As examples of the workings of his law, O’Sullivan pinpointed the American Civil Liberties Union, the Ford Foundation, and the Episcopal Church. But Leo notes that the law applies with particular force to organizations with the names “women” or “girls” in their title. Leo writes:


“Though most people still think the YWCA is a sort of health club or urban spa, it too is part of the cultural left. It joined the National Organization for Women’s ‘Fight the Right'” campaign, backed [NOW president] Martha Burk’s campaign against Augusta National Golf Club, and opposed school vouchers in D.C.”
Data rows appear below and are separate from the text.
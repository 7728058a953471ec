//! # docfs-cli
//!
//! One-shot command-line access to a docfs document tree.
//!
//! Every command is turned into a document request and dispatched through
//! [`docfs_http::DocumentService`], so the CLI sees exactly the status codes and error bodies a
//! networked client would.
//!
//! ## Usage
//!
//! ```bash
//! docfs --root ~/docs --create-dirs put users/alice.json '{"name": "Alice"}'
//! docfs --root ~/docs patch users/alice.json '{"email": "alice@example.com"}'
//! docfs --root ~/docs all users
//! DOCFS_PASSPHRASE=hunter2 docfs --root ~/vault get secrets.json
//! ```

pub mod commands;
pub mod config;

pub use commands::{execute, Cli, CliError, Command};
pub use config::{default_config_path, Config, ConfigError};
use std::fmt;

/// Every document name ends with this suffix.
pub const DOCUMENT_SUFFIX: &str = ".json";

/// Shortest acceptable document path (after trimming), suffix included.
pub const MIN_DOCUMENT_PATH_BYTES: usize = 6;

#[derive(thiserror::Error, Debug, Clone, PartialEq, Eq)]
pub enum Error {
    #[error("The path is invalid {path:?}: {message}")]
    InvalidPath { path: String, message: String },
    #[error("The path {path:?} does not end with \".json\"")]
    MissingExtension { path: String },
}

/// A validated path to a document.
///
/// A `DocPath` is built from a slash-delimited string.  Leading and trailing slashes are trimmed,
/// the remainder must be at least `MIN_DOCUMENT_PATH_BYTES` long and end with `DOCUMENT_SUFFIX`.
/// All components but the last name containers; the last one names the document itself.
///
/// ```rust
/// use docfs_store::DocPath;
///
/// let path = DocPath::parse("/users/alice.json").unwrap();
/// assert_eq!(path.file_name(), "alice.json");
/// assert_eq!(path.parent().to_string(), "users");
/// assert!(DocPath::parse("users/alice").is_err());
/// ```
#[derive(Clone, Debug, Hash, PartialEq, Eq, PartialOrd, Ord)]
pub struct DocPath {
    components: Vec<String>,
}

impl DocPath {
    pub fn parse(path: &str) -> Result<Self, Error> {
        let trimmed = path.trim_matches('/');
        if trimmed.len() < MIN_DOCUMENT_PATH_BYTES {
            return Err(Error::InvalidPath {
                path: path.to_string(),
                message: format!(
                    "Path must be at least {} bytes long once surrounding slashes are trimmed",
                    MIN_DOCUMENT_PATH_BYTES
                ),
            });
        }
        if !trimmed.ends_with(DOCUMENT_SUFFIX) {
            return Err(Error::MissingExtension {
                path: path.to_string(),
            });
        }

        Ok(DocPath {
            components: split_components(path, trimmed)?,
        })
    }

    /// The document name, i.e. the last component.
    pub fn file_name(&self) -> &str {
        // Parsing guarantees at least one component.
        self.components.last().map(String::as_str).unwrap_or_default()
    }

    /// The container holding this document.  For a top-level document this is the root.
    pub fn parent(&self) -> ContainerPath {
        ContainerPath {
            components: self.components[..self.components.len() - 1].to_vec(),
        }
    }

    pub fn components(&self) -> &[String] {
        &self.components
    }

    pub fn iter(&self) -> std::slice::Iter<'_, String> {
        self.components.iter()
    }
}

impl fmt::Display for DocPath {
    fn fmt(&self, f: &mut fmt::Formatter<'_>) -> fmt::Result {
        write!(f, "{}", self.components.join("/"))
    }
}

/// A validated path to a container.  The empty path is the backend root.
#[derive(Clone, Debug, Default, Hash, PartialEq, Eq, PartialOrd, Ord)]
pub struct ContainerPath {
    components: Vec<String>,
}

impl ContainerPath {
    pub fn parse(path: &str) -> Result<Self, Error> {
        let trimmed = path.trim_matches('/');
        if trimmed.is_empty() {
            return Ok(Self::root());
        }

        Ok(ContainerPath {
            components: split_components(path, trimmed)?,
        })
    }

    pub fn root() -> Self {
        ContainerPath { components: vec![] }
    }

    pub fn is_root(&self) -> bool {
        self.components.is_empty()
    }

    /// Builds the path of the document `name` directly inside this container.
    pub fn join_document(&self, name: &str) -> Result<DocPath, Error> {
        if self.is_root() {
            DocPath::parse(name)
        } else {
            DocPath::parse(&format!("{}/{}", self, name))
        }
    }

    pub fn components(&self) -> &[String] {
        &self.components
    }

    pub fn iter(&self) -> std::slice::Iter<'_, String> {
        self.components.iter()
    }
}

impl fmt::Display for ContainerPath {
    fn fmt(&self, f: &mut fmt::Formatter<'_>) -> fmt::Result {
        write!(f, "{}", self.components.join("/"))
    }
}

fn split_components(original: &str, trimmed: &str) -> Result<Vec<String>, Error> {
    trimmed
        .split('/')
        .enumerate()
        .map(|(i, component)| match component {
            "" | "." | ".." => Err(Error::InvalidPath {
                path: original.to_string(),
                message: format!(
                    "Path component at position #{} ({:?}) is not a valid name",
                    i, component
                ),
            }),
            _ if component.contains('\0') => Err(Error::InvalidPath {
                path: original.to_string(),
                message: format!("Path component at position #{} contains a NUL byte", i),
            }),
            _ => Ok(component.to_string()),
        })
        .collect()
}

#[cfg(test)]
mod tests {
    use super::*;

    #[test]
    fn parse_trims_surrounding_slashes() {
        let path = DocPath::parse("/a/b/c.json/").unwrap();
        assert_eq!(path.components(), ["a", "b", "c.json"]);
        assert_eq!(path.to_string(), "a/b/c.json");
        assert_eq!(path.file_name(), "c.json");
        assert_eq!(path.parent(), ContainerPath::parse("a/b").unwrap());
    }

    #[test]
    fn short_paths_are_invalid() {
        for raw in ["", "/", "//", ".json", "/.json/", "a.jso"] {
            assert!(
                matches!(DocPath::parse(raw), Err(Error::InvalidPath { .. })),
                "{:?} should be rejected as too short",
                raw
            );
        }
    }

    #[test]
    fn minimum_length_is_accepted() {
        assert!(DocPath::parse("a.json").is_ok());
        assert!(DocPath::parse("/a.json").is_ok());
    }

    #[test]
    fn missing_extension_is_reported() {
        assert_eq!(
            DocPath::parse("users/alice"),
            Err(Error::MissingExtension {
                path: "users/alice".to_string()
            })
        );
        assert!(matches!(
            DocPath::parse("alice.JSON"),
            Err(Error::MissingExtension { .. })
        ));
    }

    #[test]
    fn relative_and_empty_components_are_rejected() {
        for raw in ["a//b.json", "../b.json", "a/./b.json", "a/../../b.json"] {
            assert!(
                matches!(DocPath::parse(raw), Err(Error::InvalidPath { .. })),
                "{:?} should be rejected",
                raw
            );
        }
    }

    #[test]
    fn nul_bytes_are_rejected() {
        for raw in ["a\0b.json", "dir\0/a.json", "a/b.json\0.json"] {
            assert!(
                matches!(DocPath::parse(raw), Err(Error::InvalidPath { .. })),
                "{:?} should be rejected",
                raw
            );
        }
        assert!(matches!(
            ContainerPath::parse("a/\0"),
            Err(Error::InvalidPath { .. })
        ));
        assert!(ContainerPath::root().join_document("a\0.json").is_err());
    }

    #[test]
    fn paths_are_case_sensitive() {
        assert_ne!(
            DocPath::parse("Users/a.json").unwrap(),
            DocPath::parse("users/a.json").unwrap()
        );
    }

    #[test]
    fn top_level_document_has_root_parent() {
        assert!(DocPath::parse("a.json").unwrap().parent().is_root());
    }

    #[test]
    fn container_paths() {
        assert!(ContainerPath::parse("").unwrap().is_root());
        assert!(ContainerPath::parse("///").unwrap().is_root());
        let path = ContainerPath::parse("/a/b/").unwrap();
        assert_eq!(path.components(), ["a", "b"]);
        assert!(ContainerPath::parse("a/../b").is_err());
    }

    #[test]
    fn join_document_validates_name() {
        let root = ContainerPath::root();
        assert_eq!(
            root.join_document("a.json").unwrap(),
            DocPath::parse("a.json").unwrap()
        );

        let dir = ContainerPath::parse("a/b").unwrap();
        assert_eq!(
            dir.join_document("c.json").unwrap(),
            DocPath::parse("a/b/c.json").unwrap()
        );
        assert!(matches!(
            dir.join_document("c.txt"),
            Err(Error::MissingExtension { .. })
        ));
    }
}
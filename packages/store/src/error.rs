//! The error taxonomy shared by every backend.

use std::io;
use std::path::PathBuf;

use crate::path::Error as PathError;

/// Errors returned by backends, the merge engine and the aggregate reader.
///
/// Nothing in the storage layer logs or recovers from these; callers translate them with
/// [`Error::kind`].
#[derive(thiserror::Error, Debug)]
pub enum Error {
    #[error("{0}")]
    Path(#[from] PathError),

    #[error("Nothing found at {path:?}")]
    NotFound { path: String },

    #[error("Cannot delete directory {path:?}")]
    CannotDeleteDirectory { path: String },

    #[error("The path {path:?} resolves to a container")]
    IsContainer { path: String },

    #[error("A document sits where a container is expected on the way to {path:?}")]
    NotAContainer { path: String },

    #[error("Unable to merge {patch} into {existing}")]
    UnmergeableTypes {
        existing: &'static str,
        patch: &'static str,
    },

    #[error("The document at {path:?} could not be decoded: {message}")]
    Decode { path: String, message: String },

    #[error("Encryption failure: {message}")]
    Encryption { message: String },

    #[error("An error occurred trying to use the root path {path}: {error}")]
    RootPathInvalid {
        path: PathBuf,
        #[source]
        error: io::Error,
    },

    #[error("I/O failure: {0}")]
    Io(#[from] io::Error),
}

/// Coarse classification of an [`Error`], used to pick a boundary response.
#[derive(Debug, Clone, Copy, PartialEq, Eq)]
pub enum ErrorKind {
    /// The caller supplied something malformed.
    Client,
    NotFound,
    /// The path names a container where a document operation was requested.
    NotAllowed,
    Internal,
}

impl Error {
    pub fn kind(&self) -> ErrorKind {
        match self {
            Error::Path(_) | Error::NotAContainer { .. } | Error::UnmergeableTypes { .. } => {
                ErrorKind::Client
            }
            Error::NotFound { .. } => ErrorKind::NotFound,
            Error::CannotDeleteDirectory { .. } | Error::IsContainer { .. } => {
                ErrorKind::NotAllowed
            }
            Error::Decode { .. }
            | Error::Encryption { .. }
            | Error::RootPathInvalid { .. }
            | Error::Io(_) => ErrorKind::Internal,
        }
    }

    pub fn is_client_error(&self) -> bool {
        self.kind() == ErrorKind::Client
    }

    pub fn is_not_found(&self) -> bool {
        self.kind() == ErrorKind::NotFound
    }

    pub fn not_found(path: impl ToString) -> Self {
        Error::NotFound {
            path: path.to_string(),
        }
    }
}

#[cfg(test)]
mod tests {
    use super::*;
    use std::error::Error as StdError;

    #[test]
    fn path_error_display() {
        let e = Error::from(PathError::MissingExtension {
            path: "foo/bar".to_string(),
        });
        assert!(format!("{}", e).contains("foo/bar"));
        assert!(format!("{}", e).contains(".json"));
    }

    #[test]
    fn unmergeable_display_names_both_kinds() {
        let e = Error::UnmergeableTypes {
            existing: "object",
            patch: "array",
        };
        assert_eq!(format!("{}", e), "Unable to merge array into object");
    }

    #[test]
    fn kinds() {
        let invalid = Error::from(PathError::InvalidPath {
            path: "a".to_string(),
            message: "too short".to_string(),
        });
        assert_eq!(invalid.kind(), ErrorKind::Client);
        assert!(invalid.is_client_error());

        assert_eq!(Error::not_found("a.json").kind(), ErrorKind::NotFound);
        assert!(Error::not_found("a.json").is_not_found());
        assert_eq!(
            Error::CannotDeleteDirectory {
                path: "a".to_string()
            }
            .kind(),
            ErrorKind::NotAllowed
        );
        assert_eq!(
            Error::IsContainer {
                path: "a".to_string()
            }
            .kind(),
            ErrorKind::NotAllowed
        );
        assert_eq!(
            Error::UnmergeableTypes {
                existing: "number",
                patch: "object"
            }
            .kind(),
            ErrorKind::Client
        );
        assert_eq!(
            Error::from(io::Error::other("disk on fire")).kind(),
            ErrorKind::Internal
        );
    }

    #[test]
    fn root_path_invalid_has_source() {
        let e = Error::RootPathInvalid {
            path: PathBuf::from("/nope"),
            error: io::Error::new(io::ErrorKind::NotFound, "missing"),
        };
        assert!(StdError::source(&e).is_some());
        assert!(format!("{}", e).contains("/nope"));
    }

    #[test]
    fn not_found_source_is_none() {
        assert!(StdError::source(&Error::not_found("x.json")).is_none());
    }
}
Same with the Girl Scouts. Along with selling cookies and earning merit badges, the Scouts, at least in Waco, Texas, got into the abortion wars on the pro-choice side by giving a “woman of distinction” award to highly placed Planned Parenthood official who ran an abortion clinic and also sponsored a Planned Parenthood-designed sex-education course that many parents found objectionable. After a barrage of parental complaints, the Waco council backed down–but the Girls Scouts’ national council continues to approve the Planned Parenthood sex course, which implies, among other things, that there’s nothing wrong with premarital experimentation.


Finally, there’s UNICEF, the U.N.’s children’s agency. As Leo points out, under UNICEF’s former director, Jim Grant, the organization steered clear of politics and controversy and focused on treating and preventing children’s diseases, saving the lives of some 25 million children. Back in Grant’s years, when you bought UNICEF Christmas cards, you were supporting one of the U.N.’s few worthwhile causes. Now, under the leadership of Carol Bellamy, a feminist activist, Leo writes, “sexual issues and feminist perspectives are dominant, and boys get little attention” from UNICEF.


Sad to say, it’s probably too late to save these once-worthy organizations from politicization, and even worse, left-wing politicization. As Leo writes: “If you’re tempted to support any of these groups, it’s best to remember O’Sullivan’s First Law and find out what they really stand for.” And skip those UNICEF cards this Yule.